While generally true, it's actually a little more complicated than that.

logic1 said:
If I feel I'm dating a qaulity women the sex is not important in the first month.
You can't always link the amount of time a girl holds out to her quality because there are fringe cases.. sometimes a quality lady will not be able to help herself because you seduced her so well, or maybe there is an incredible connection and you will get the green light sooner instead of later.

In cases where she holds out, the woman might have issues with sex, or maybe she is religious and won't do anything before marriage. Anything is possible.

This is why your greatest allies here are observation, experience and patience. You date enough girls, you start seeing a pattern of things you do not want, something in your guts sends warning signals.
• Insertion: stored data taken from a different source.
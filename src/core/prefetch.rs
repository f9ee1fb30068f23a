use std::collections::BTreeSet;

use log::debug;

use crate::error::BatchError;

use super::entity::{EntityManager, NaturalKeyMap, SearchFilter};

/// Bulk-loads the existing items of a batch in a single query.
pub struct Prefetcher<'a> {
    manager: &'a dyn EntityManager,
    domains: &'a [String],
}

impl<'a> Prefetcher<'a> {
    pub fn new(manager: &'a dyn EntityManager, domains: &'a [String]) -> Self {
        Self { manager, domains }
    }

    /// Returns the existing items for `codes`. A code missing from the map
    /// does not exist yet and has to be created.
    pub fn prefetch(&self, codes: &BTreeSet<String>) -> Result<NaturalKeyMap, BatchError> {
        if codes.is_empty() {
            return Ok(NaturalKeyMap::new());
        }

        let filter = SearchFilter::new()
            .codes(codes.iter().cloned())
            .domains(self.domains)
            .slice(0, codes.len());

        let map: NaturalKeyMap = self.manager.search(&filter)?.into_iter().collect();
        debug!("Prefetched {} of {} code(s)", map.len(), codes.len());

        Ok(map)
    }
}

#[cfg(all(test, feature = "memory"))]
mod tests {
    use std::collections::BTreeSet;

    use crate::core::entity::{EntityManager, ManagerFactory};
    use crate::item::memory::MemoryStore;

    use super::Prefetcher;

    #[test]
    fn prefetch_returns_only_existing_codes() {
        let store = MemoryStore::new();
        let manager = store.manager("product").unwrap();
        for code in ["p1", "p2", "p3"] {
            let mut item = manager.create();
            item.code = code.to_string();
            manager.save(&mut item).unwrap();
        }

        let domains = vec!["text".to_string()];
        let prefetcher = Prefetcher::new(manager.as_ref(), &domains);
        let codes: BTreeSet<String> = ["p1", "p3", "p9"].iter().map(|c| c.to_string()).collect();
        let map = prefetcher.prefetch(&codes).unwrap();

        assert_eq!(map.len(), 2);
        assert!(map.contains("p1"));
        assert!(map.contains("p3"));
        assert!(!map.contains("p9"));
    }

    #[test]
    fn empty_code_set_does_not_query() {
        let store = MemoryStore::new();
        let manager = store.manager("product").unwrap();
        let domains = Vec::new();

        let map = Prefetcher::new(manager.as_ref(), &domains)
            .prefetch(&BTreeSet::new())
            .unwrap();
        assert!(map.is_empty());
    }
}
/// CSV record source.
///
/// Rows are read headerless and flexible, keyed by the natural-key column and
/// returned in bounded batches. Converters registered per column run before
/// a row is keyed, so the key column itself may be normalized.
///
/// # Examples
///
/// ```
/// use bulk_import_rs::core::convert::Converters;
/// use bulk_import_rs::core::item::RecordSource;
/// use bulk_import_rs::item::csv::csv_reader::CsvRecordSourceBuilder;
///
/// let mut converters = Converters::new();
/// converters.register(0, Converters::parse("lower").unwrap());
///
/// let source = CsvRecordSourceBuilder::new()
///     .delimiter(b';')
///     .converters(converters)
///     .from_reader("SKU-1;Shirt\nSKU-2;Socks\n".as_bytes());
///
/// let batch = source.read_batch(1000).unwrap();
/// assert_eq!(batch.codes().collect::<Vec<_>>(), vec!["sku-1", "sku-2"]);
/// ```
pub mod csv_reader;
The trick is to never become blinded by her beauty or too eager to close the deal. Laidback, calculated and relaxed is the best manner to proceed. You know you have options and this empowers you with choice.

Personally I would always screen the girl hardcore. Pretty face or no, she is definitely on trial from the jump. One item of conversation I always steer towards is relationships. In a playful way, I reverse-qualify them to see if they value loyalty.

First I let them know that I like bad girls who misbehave. Plant that seed and keep talking about other stuff... later on I will ask if they ever cheated, in a "Come on, who hasn't kind of tone". More than half of them admit they have and for me that's a huge strike against them. Sure people can change, but in my experience, once a hoe, always a hoe.

If she is lying just to impress me as a "bad girl", well then I don't want anything to do with her either...she's a poser willing to compromise her values to impress someone...NEXT!

My wife was the first woman in a long time that I met who was proud of being faithful. In our convos she echoed my sentiments about how sad it is that so many people cheat. And it wasn't just talk either. She had a boyfriend at the time and even with my best DJing she stood by him (the guy didnt even treat her well) That earned my respect and trust.

In contrast, looking back at the girls who played me, they all shared certain characteristics

- Left their boyfriend to be with me
- Had too many guy friends
- Dressed very slutty with or without me
- Thrived off male attention (even though they complain about it)
- Flirted constantly, claiming it was harmless
- Tried using sex (or lack thereof) to control me
- Fathers were also cheaters (many women do this to get revenge on their dads..its weird)
- Were not even that loyal to their friends

These are all traits of women who are CHEAP. If the poon had a pricetag, it would say

NO FRILLS CLEARANCE SALE. ALL PVSSY MUST GO!!

logic1 said:
I'm tired of the ONS and the women who are fast. It seems they are the ones who end up having issues. I even have different type of feelings after a ONS the next morning. Something don't feel right.
It's not so much a question of right or wrong. I know guys that are perfectly happy to bang random chicks as often as possible. This is really just your own morals and preferences at play here. Deep down you know you are not player material.. you are more romantic and relish the ideals of commitment and deep connection with a soul mate. ONS is just not right for you.

logic1 said:
I know a qaulity women because I was married to one for 18 years
I'm almost scared to ask, but what happened?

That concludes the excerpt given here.